Why is this better than Telegram messages? Because the PagerDuty app does "critical alerts" — i.e. its notifications pierce your phone's silent/do-not-disturb settings (and you can configure them to be really shrill and annoying.) You don't want people to be able to call you at 2AM — but you do want to be woken up if all your servers are on fire.

---

Also: if you're on a cloud provider like AWS/GCP/etc, it can be tempting to rely on their home-grown metrics + logging + alerting systems. Which works, right up until you grow enough to want to move to a hybrid "elastic load via cloud instances; base load via dedicated hardware leasing" architecture.

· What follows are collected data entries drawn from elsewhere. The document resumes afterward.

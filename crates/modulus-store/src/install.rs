//! Atomic install pipeline (spec §4.4): write bytes to a tempdir, extract,
//! rename into place. Concurrent installs of the same `(name, version)`
//! coordinate by "first writer wins" — losers observe the completed
//! directory and skip.

use crate::error::{Result, StoreError};
use crate::layout::{Store, ARCHIVE_FILE_NAME};
use modulus_core::{IntegrityHash, Version};
use std::path::{Path, PathBuf};

/// Extracts archive bytes into a destination directory, returning the
/// files written. The archive format itself is an external collaborator
/// (spec §1 Non-goals: "the archive (zip) reader"); this crate only needs
/// *a* implementation, supplied by the caller (see `modulus-fetch`).
pub trait Extractor {
    fn extract(&self, archive_bytes: &[u8], dest: &Path) -> std::io::Result<Vec<PathBuf>>;
}

/// Outcome of [`install`].
#[derive(Debug, Clone)]
pub struct Installed {
    pub dir: PathBuf,
    pub sha: IntegrityHash,
    pub files: Vec<PathBuf>,
    /// False when another writer (this run or a concurrent process) had
    /// already completed the install; the caller skipped work.
    pub newly_installed: bool,
}

/// Install `archive_bytes` as `(name, version)`. If `expected_sha` is
/// given, it must match the SHA-512 computed over the archive bytes before
/// any bytes are written (spec §4.4, §8 property 5).
pub fn install(
    store: &Store,
    name: &str,
    version: &Version,
    archive_bytes: &[u8],
    extractor: &dyn Extractor,
    expected_sha: Option<&IntegrityHash>,
) -> Result<Installed> {
    let sha = IntegrityHash::of(archive_bytes);
    if let Some(expected) = expected_sha {
        if expected != &sha {
            return Err(StoreError::ShaMismatch {
                name: name.to_string(),
                version: version.clone(),
                expected: expected.clone(),
                actual: sha,
            });
        }
    }

    let final_dir = store.package_dir(name, version);
    if final_dir.is_dir() {
        tracing::debug!(name, %version, "package already installed, skipping");
        return Ok(Installed {
            files: list_files(&final_dir)?,
            dir: final_dir,
            sha,
            newly_installed: false,
        });
    }

    let tmp_dir = store.temp_dir(name, version);
    std::fs::create_dir_all(&tmp_dir).map_err(|source| StoreError::Io {
        context: format!("creating temp dir {}", tmp_dir.display()),
        source,
    })?;

    extractor.extract(archive_bytes, &tmp_dir).map_err(|source| StoreError::Io {
        context: format!("extracting archive for {name} {version}"),
        source,
    })?;

    // Keep the original archive bytes alongside the extracted tree (spec §3
    // data model) so the sha can be recomputed from disk later, not just
    // trusted from a previously-recorded string (spec §8 property 5).
    std::fs::write(tmp_dir.join(ARCHIVE_FILE_NAME), archive_bytes).map_err(|source| StoreError::Io {
        context: format!("writing archive bytes for {name} {version}"),
        source,
    })?;

    if let Some(parent) = final_dir.parent() {
        std::fs::create_dir_all(parent).map_err(|source| StoreError::Io {
            context: format!("creating {}", parent.display()),
            source,
        })?;
    }

    match std::fs::rename(&tmp_dir, &final_dir) {
        Ok(()) => Ok(Installed {
            files: list_files(&final_dir)?,
            dir: final_dir,
            sha,
            newly_installed: true,
        }),
        Err(_) if final_dir.is_dir() => {
            // Another writer won the race; discard our tempdir and report
            // their result (spec §4.4 "first writer wins").
            let _ = std::fs::remove_dir_all(&tmp_dir);
            Ok(Installed {
                files: list_files(&final_dir)?,
                dir: final_dir,
                sha,
                newly_installed: false,
            })
        }
        Err(source) => Err(StoreError::Io {
            context: format!("renaming {} to {}", tmp_dir.display(), final_dir.display()),
            source,
        }),
    }
}

fn list_files(dir: &Path) -> Result<Vec<PathBuf>> {
    let mut files = Vec::new();
    for entry in walkdir::WalkDir::new(dir).into_iter() {
        let entry = entry.map_err(|e| StoreError::Io {
            context: format!("walking {}", dir.display()),
            source: e.into(),
        })?;
        if entry.file_type().is_file() && entry.file_name() != ARCHIVE_FILE_NAME {
            files.push(entry.path().to_path_buf());
        }
    }
    Ok(files)
}

/// Recompute the sha512 over an installed package's archive bytes read back
/// from disk (spec §8 property 5), rather than trusting a previously
/// recorded sha string. Fails if the package (or its archive sidecar) isn't
/// present.
pub fn recompute_sha(store: &Store, name: &str, version: &Version) -> Result<IntegrityHash> {
    let path = store.archive_path(name, version);
    let bytes = std::fs::read(&path).map_err(|source| StoreError::Io {
        context: format!("reading archive {}", path.display()),
        source,
    })?;
    Ok(IntegrityHash::of(&bytes))
}

#[cfg(test)]
mod tests {
    use super::*;

    struct PlainFileExtractor;
    impl Extractor for PlainFileExtractor {
        fn extract(&self, archive_bytes: &[u8], dest: &Path) -> std::io::Result<Vec<PathBuf>> {
            let path = dest.join("payload.bin");
            std::fs::write(&path, archive_bytes)?;
            Ok(vec![path])
        }
    }

    #[test]
    fn installs_and_is_idempotent() {
        let dir = tempfile::tempdir().unwrap();
        let store = Store::new(dir.path());
        let version = Version::new(1, 0, 0);
        let bytes = b"hello".to_vec();

        let first = install(&store, "Foo", &version, &bytes, &PlainFileExtractor, None).unwrap();
        assert!(first.newly_installed);
        assert_eq!(first.files.len(), 1);

        let second = install(&store, "Foo", &version, &bytes, &PlainFileExtractor, None).unwrap();
        assert!(!second.newly_installed);
        assert_eq!(second.dir, first.dir);
    }

    #[test]
    fn rejects_mismatched_sha() {
        let dir = tempfile::tempdir().unwrap();
        let store = Store::new(dir.path());
        let version = Version::new(1, 0, 0);
        let bytes = b"hello".to_vec();
        let wrong = IntegrityHash::of(b"not hello");

        let result = install(&store, "Foo", &version, &bytes, &PlainFileExtractor, Some(&wrong));
        assert!(matches!(result, Err(StoreError::ShaMismatch { .. })));
    }
}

At which point you suddenly have instances your "home cloud" refuses to allow you to install its monitoring agent on. Better to avoid this problem from the start, if you can sense you'll ever be going that way. (But if you know your systems aren't "scaling forever" and you'll stay in the cloud, the home-grown cloud monitoring + alerting systems are fine for what they do.)



So about 3 years ago we had a bunch of on prem servers shutting down around March/April. We had even more servers that weren't shutting down so we had to "move fast" before they all had issues.

I must have spent about a week trying to learn just enough about prometheus and grafana (I had used grafana before with influx but for a different purpose) so that we could monitor temperature, memory, cpu, and disk (the bare minimum).

The goal was to have a single dashboard showing these critical metrics for all servers (< 100), and be able to receive email or sms alerts when things turned red.

No luck. After a week I had nothing to show for.

So I turned to Netdata. A one liner on each server and we had super sexy and fast dashboard for each server. No birds eye view, but fine. I then spent maybe 3-4 days trying to figure out how to get alerting to work (just email, but fine) and get temperature readings (or something like that).

No luck. By the end of week 2 I still had nothing, but a bunch of servers shutting down during peak hours.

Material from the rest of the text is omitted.